Natalya: assistência a refugiados ucranianos
Desde o primeiro dia da invasão em grande escala da Ucrânia pela Rússia, Natalya (nome modificado por motivos de segurança) recebeu amigos da Ucrânia em sua casa em São Petersburgo. Ao conversar com eles, percebeu que centenas de milhares de refugiados ucranianos estavam enfrentando problemas semelhantes.
Natalya decidiu se juntar a outros ativistas, ajudando a distribuir doações aos refugiados e apoiando as pessoas a encontrar médicos e psicólogos.
“Os refugiados da Ucrânia recebem na Rússia um pagamento único de 10 mil rublos (cerca de R$ 540) e depois têm que se virar sozinhos”, diz Natalya. Segundo ela, os aposentados são os que passam por momentos mais difíceis. Apenas alguns deles conseguem receber uma pensão mensal de cerca de 10 mil rublos.
O fluxo de refugiados para a Rússia diminuiu nos últimos dois anos, assim como as doações. Ao mesmo tempo, porém, pessoas idosas e deficientes ainda estão sendo levadas à Rússia das áreas de linha de frente, às vezes em ambulâncias.
Natalya também gastou seu próprio dinheiro nos últimos dois anos para comprar produtos de primeira necessidade para os refugiados. Ela mantém um mínimo para si mesma, explica. “Prefiro comprar remédios para uma criança doente do que comprar roupas novas ou perfume para mim”, disse.
Ela não pensa em deixar a Rússia, mesmo não concordando com a política do governo. Sua força e esperança estão quase esgotadas, diz ela, mas “enquanto houver vida”, ela diz que não descansará.
Anton: defesa para os dissidentes
O advogado Anton Aptekar, 27 anos, também tem defendido os direitos humanos desde pouco depois do início da guerra na Ucrânia. Naquela época, os tribunais russos estavam aplicando inúmeras penalidades contra participação em protestos e vigílias contra a guerra.
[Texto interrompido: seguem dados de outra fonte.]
//! Criterion benchmarks for the rule-resolution hot path
//!
//! Covers: bare recursive resolution, skippable-atom fallback, and the
//! memoized searcher that the classifiers and the action gate sit on.

use criterion::{black_box, criterion_group, criterion_main, Criterion};
use gestured::config::{resolve, RuleKey, RulePath, RuleTree, Searcher};
use serde_json::json;

fn keymap() -> RuleTree {
    RuleTree::from_value(&json!({
        "swipe": {
            "3": {
                "left":  { "command": "xdotool key alt+Left" },
                "right": { "command": "xdotool key alt+Right" },
                "up":    { "command": "xdotool key super" },
                "down":  { "command": "xdotool key super+d" },
            },
            "4": {
                "left":  { "command": "wmctrl -s 0" },
                "right": { "command": "wmctrl -s 1" },
            },
        },
        "pinch": {
            "2": {
                "in":  { "command": "xdotool key ctrl+plus" },
                "out": { "command": "xdotool key ctrl+minus" },
            },
        },
        "threshold": { "swipe": 1.5, "pinch": 1.0 },
        "interval":  { "swipe": 1.0 },
    }))
}

fn direct_path() -> RulePath {
    ["swipe", "3", "right", "command"].into_iter().collect()
}

/// Path that only resolves by skipping its direction atom
fn skip_path() -> RulePath {
    RulePath::new(vec![
        RuleKey::new("interval"),
        RuleKey::skippable("right"),
        RuleKey::new("swipe"),
    ])
}

fn bench_resolve_direct(c: &mut Criterion) {
    let tree = keymap();
    let path = direct_path();

    c.bench_function("resolve_direct", |b| {
        b.iter(|| resolve(black_box(path.keys()), black_box(&tree)));
    });
}

fn bench_resolve_with_skip(c: &mut Criterion) {
    let tree = keymap();
    let path = skip_path();

    c.bench_function("resolve_with_skip", |b| {
        b.iter(|| resolve(black_box(path.keys()), black_box(&tree)));
    });
}

fn bench_resolve_miss(c: &mut Criterion) {
    let tree = keymap();
    let path: RulePath = ["swipe", "5", "right", "command"].into_iter().collect();

    c.bench_function("resolve_miss", |b| {
        b.iter(|| resolve(black_box(path.keys()), black_box(&tree)));
    });
}

fn bench_searcher_memoized(c: &mut Criterion) {
    let tree = keymap();
    let path = direct_path();

    c.bench_function("searcher_memoized", |b| {
        let mut searcher = Searcher::new();
        b.iter(|| searcher.search(black_box(&path), 1, black_box(&tree)));
    });
}

fn bench_searcher_cold(c: &mut Criterion) {
    let tree = keymap();
    let path = direct_path();

    c.bench_function("searcher_cold", |b| {
        let mut searcher = Searcher::new();
        let mut generation = 0u64;
        b.iter(|| {
            // A fresh generation per iteration forces a cache miss
            generation += 1;
            searcher.search(black_box(&path), generation, black_box(&tree))
        });
    });
}

criterion_group!(
    benches,
    bench_resolve_direct,
    bench_resolve_with_skip,
    bench_resolve_miss,
    bench_searcher_memoized,
    bench_searcher_cold,
);
criterion_main!(benches);
//! Motion samples and the per-pipeline gesture buffer

pub mod buffer;
pub mod types;

pub use buffer::GestureBuffer;
pub use types::{Delta, GestureKind, MotionSample, Phase};
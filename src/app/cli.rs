//! Command-Line Interface

use clap::{Parser, Subcommand};
use std::path::PathBuf;

/// gestured - Turn libinput touchpad gestures into user-configured commands
#[derive(Parser, Debug)]
#[command(name = "gestured")]
#[command(author, version, about, long_about = None)]
pub struct Cli {
    /// Subcommand to run
    #[command(subcommand)]
    pub command: Commands,

    /// Enable verbose output
    #[arg(short, long, global = true)]
    pub verbose: bool,

    /// Config file path
    #[arg(short, long, global = true)]
    pub config: Option<PathBuf>,
}

/// Available commands
#[derive(Subcommand, Debug)]
pub enum Commands {
    /// Read libinput debug-events lines from stdin and dispatch commands
    Run {
        /// Log resolved actions instead of executing them
        #[arg(long)]
        dry_run: bool,
    },

    /// Load and validate the configuration, then exit
    CheckConfig,

    /// Parse event lines from stdin and print structured samples as JSON
    Parse,
}

impl Cli {
    /// Parse command line arguments
    pub fn parse_args() -> Self {
        Self::parse()
    }
}

#[cfg(test)]
mod tests {
    use super::*;
    use clap::CommandFactory;

    #[test]
    fn test_cli_parse_run_command_with_defaults() {
        let args = vec!["gestured", "run"];
        let cli = Cli::try_parse_from(args).unwrap();

        match cli.command {
            Commands::Run { dry_run } => {
                assert!(!dry_run);
            }
            _ => panic!("Expected Run command"),
        }
    }

    #[test]
    fn test_cli_parse_run_dry_run() {
        let args = vec!["gestured", "run", "--dry-run"];
        let cli = Cli::try_parse_from(args).unwrap();

        match cli.command {
            Commands::Run { dry_run } => {
                assert!(dry_run);
            }
            _ => panic!("Expected Run command"),
        }
    }

    #[test]
    fn test_cli_parse_check_config_command() {
        let args = vec!["gestured", "check-config"];
        let cli = Cli::try_parse_from(args).unwrap();
        assert!(matches!(cli.command, Commands::CheckConfig));
    }

    #[test]
    fn test_cli_parse_parse_command() {
        let args = vec!["gestured", "parse"];
        let cli = Cli::try_parse_from(args).unwrap();
        assert!(matches!(cli.command, Commands::Parse));
    }

    #[test]
    fn test_cli_global_verbose_flag() {
        let args = vec!["gestured", "--verbose", "run"];
        let cli = Cli::try_parse_from(args).unwrap();
        assert!(cli.verbose);
    }

    #[test]
    fn test_cli_verbose_shorthand() {
        let args = vec!["gestured", "-v", "run"];
        let cli = Cli::try_parse_from(args).unwrap();
        assert!(cli.verbose);
    }

    #[test]
    fn test_cli_global_config_flag() {
        let args = vec!["gestured", "--config", "/path/to/config.toml", "run"];
        let cli = Cli::try_parse_from(args).unwrap();
        assert_eq!(cli.config, Some(PathBuf::from("/path/to/config.toml")));
    }

    #[test]
    fn test_cli_config_shorthand() {
        let args = vec!["gestured", "-c", "/custom/config.toml", "check-config"];
        let cli = Cli::try_parse_from(args).unwrap();
        assert_eq!(cli.config, Some(PathBuf::from("/custom/config.toml")));
    }

    #[test]
    fn test_cli_invalid_command_fails() {
        let args = vec!["gestured", "invalid-command"];
        let result = Cli::try_parse_from(args);
        assert!(result.is_err());
    }

    #[test]
    fn test_cli_missing_subcommand_fails() {
        let args = vec!["gestured"];
        let result = Cli::try_parse_from(args);
        assert!(result.is_err());
    }

    #[test]
    fn test_cli_verify_command_structure() {
        let cmd = Cli::command();

        let subcommands: Vec<_> = cmd.get_subcommands().map(|s| s.get_name()).collect();
        assert!(subcommands.contains(&"run"));
        assert!(subcommands.contains(&"check-config"));
        assert!(subcommands.contains(&"parse"));
    }
}
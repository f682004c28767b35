//! Configuration file management
//!
//! The rule table is written as TOML: top-level tables form the default
//! rule tree, and optional `[[context]]` entries add guarded layers that
//! apply only when their `when` map matches the active context.
//!
//! ```toml
//! [swipe.3.left]
//! command = "xdotool key alt+Left"
//!
//! [threshold]
//! swipe = 1.5
//!
//! [[context]]
//! when = { application = "browser" }
//! [context.rules.swipe.3.left]
//! command = "xdotool key ctrl+shift+Tab"
//! ```
//!
//! Misconfigured numeric attributes (a zero threshold, a negative interval)
//! are rejected at load time rather than surfacing as dead gestures later.

use crate::config::{ContextLayer, ContextMap, RuleTree};
use serde_json::Value;
use std::path::{Path, PathBuf};
use tracing::warn;

/// Numeric rule attributes that must hold positive finite values
const NUMERIC_ATTRS: [&str; 3] = ["threshold", "interval", "distance"];

/// Parsed and validated configuration file
#[derive(Debug, Default)]
pub struct ConfigFile {
    /// Rule layers, default layer first
    pub layers: Vec<ContextLayer>,
}

impl ConfigFile {
    /// Load and validate a config file
    pub fn load(path: &Path) -> crate::Result<Self> {
        let content = std::fs::read_to_string(path)?;
        Self::from_toml_str(&content)
    }

    /// Load from the default location; a missing file yields an empty
    /// rule table rather than an error
    pub fn load_default() -> crate::Result<Self> {
        let path = Self::default_path();
        if path.exists() {
            Self::load(&path)
        } else {
            warn!(path = %path.display(), "no config file found, no gestures are bound");
            Ok(Self::default())
        }
    }

    /// Default config path: `$XDG_CONFIG_HOME/gestured/config.toml`
    pub fn default_path() -> PathBuf {
        dirs::config_dir()
            .map(|d| d.join("gestured").join("config.toml"))
            .unwrap_or_else(|| PathBuf::from("config.toml"))
    }

    /// Parse and validate TOML text into rule layers
    pub fn from_toml_str(content: &str) -> crate::Result<Self> {
        let parsed: toml::Value =
            toml::from_str(content).map_err(|e| crate::Error::Parse(e.to_string()))?;
        let mut root = serde_json::to_value(&parsed)?;

        let Value::Object(ref mut map) = root else {
            return Err(crate::Error::Config(
                "config root must be a table".to_string(),
            ));
        };
        let contexts = map.remove("context");

        let mut layers = vec![ContextLayer {
            context: ContextMap::new(),
            tree: RuleTree::from_value(&root),
        }];

        if let Some(contexts) = contexts {
            let Value::Array(entries) = contexts else {
                return Err(crate::Error::Config(
                    "context must be an array of tables".to_string(),
                ));
            };
            for entry in &entries {
                layers.push(parse_context_entry(entry)?);
            }
        }

        for layer in &layers {
            validate_tree(&layer.tree, &mut Vec::new())?;
        }

        Ok(Self { layers })
    }
}

/// One `[[context]]` entry: a `when` guard map and a `rules` subtree
fn parse_context_entry(entry: &Value) -> crate::Result<ContextLayer> {
    let Value::Object(map) = entry else {
        return Err(crate::Error::Config(
            "each context entry must be a table".to_string(),
        ));
    };

    let mut context = ContextMap::new();
    if let Some(when) = map.get("when") {
        let Value::Object(pairs) = when else {
            return Err(crate::Error::Config(
                "context.when must be a table of strings".to_string(),
            ));
        };
        for (key, value) in pairs {
            let Some(value) = value.as_str() else {
                return Err(crate::Error::Config(format!(
                    "context.when.{key} must be a string"
                )));
            };
            context.insert(key.clone(), value.to_string());
        }
    }

    let tree = map
        .get("rules")
        .map(RuleTree::from_value)
        .unwrap_or_default();
    Ok(ContextLayer { context, tree })
}

/// Reject non-positive or non-finite numeric attributes and empty commands.
/// Numeric attributes appear both as path-specific leaves
/// (`swipe.3.right.threshold = 2`) and as kind-wide tables
/// (`threshold.swipe = 2`); both shapes are checked.
fn validate_tree(tree: &RuleTree, path: &mut Vec<String>) -> crate::Result<()> {
    let RuleTree::Node(children) = tree else {
        return Ok(());
    };
    let parent_is_numeric = path
        .last()
        .is_some_and(|p| NUMERIC_ATTRS.contains(&p.as_str()));

    for (atom, child) in children {
        let name = atom.to_string();
        path.push(name.clone());
        if let Some(value) = child.as_value() {
            if parent_is_numeric || NUMERIC_ATTRS.contains(&name.as_str()) {
                let number = value.as_f64().filter(|n| n.is_finite() && *n > 0.0);
                if number.is_none() {
                    return Err(crate::Error::Config(format!(
                        "{} must be a positive number, got {}",
                        path.join("."),
                        value,
                    )));
                }
            }
            if name == "command" && value.as_str().is_some_and(|s| s.trim().is_empty()) {
                return Err(crate::Error::Config(format!(
                    "{} must not be empty",
                    path.join("."),
                )));
            }
        }
        validate_tree(child, path)?;
        path.pop();
    }
    Ok(())
}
Aptekar diz ser difícil avaliar o sucesso de seus casos, embora tenha solicitado indenização por prisão ilegal para alguns de seus clientes. A maioria de seus clientes foi considerada culpada de “desacreditar o Exército” ou de violar as regras para realização de manifestações, mas eles receberam apenas uma multa mínima.
Segundo ele, houve apenas alguns julgamentos recentes por “delitos cometidos durante manifestações” em conexão com protestos contra a guerra. “Cada vez menos pessoas se atrevem a sair às ruas na Rússia”, diz o advogado.
Atualmente, Aptekar defende principalmente casos administrativos e civis. E não vê praticamente nenhum risco para si mesmo e quer continuar seu trabalho. Seu papel também é fornecer apoio emocional aos clientes, diz ele, além de estabelecer contato com a imprensa.
“O comparecimento a uma audiência no tribunal é uma plataforma em que o cliente e seu advogado de defesa podem falar sobre o que aconteceu sem que isso caia no esquecimento”, diz Aptekar.